DATA EXTRACTS: Begin

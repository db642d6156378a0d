///
/// Log output for the in-process host.
///
/// Installs a `tracing-subscriber` formatter on stderr at the configured
/// level. Only the first call installs anything, so tests and embedders may
/// call `init` freely.
///

use crate::config::LogConfig;
use crate::error::ConfigError;

pub fn init(config: &LogConfig) -> Result<(), ConfigError> {
    let level = config.level_filter()?;
    let installed = tracing_subscriber::fmt()
        .with_writer(std::io::stderr)
        .with_ansi(false)
        .with_max_level(level)
        .try_init()
        .is_ok();
    if installed {
        tracing::debug!(%level, "logging initialized");
    }
    Ok(())
}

DATA EXTRACTS: End

ASSIGNMENT » Using the records above, repeat exactly the lines from the first one through the line with "pub fn init(config: &LogConfig)".

EXERCISE RESPONSE »
repository db642d6156378a0d
///
/// Log output for the in-process host.
///
/// Installs a `tracing-subscriber` formatter on stderr at the configured
/// level. Only the first call installs anything, so tests and embedders may
/// call `init` freely.
///

use crate::config::LogConfig;
use crate::error::ConfigError;

pub fn init(config: &LogConfig) -> Result<(), ConfigError> {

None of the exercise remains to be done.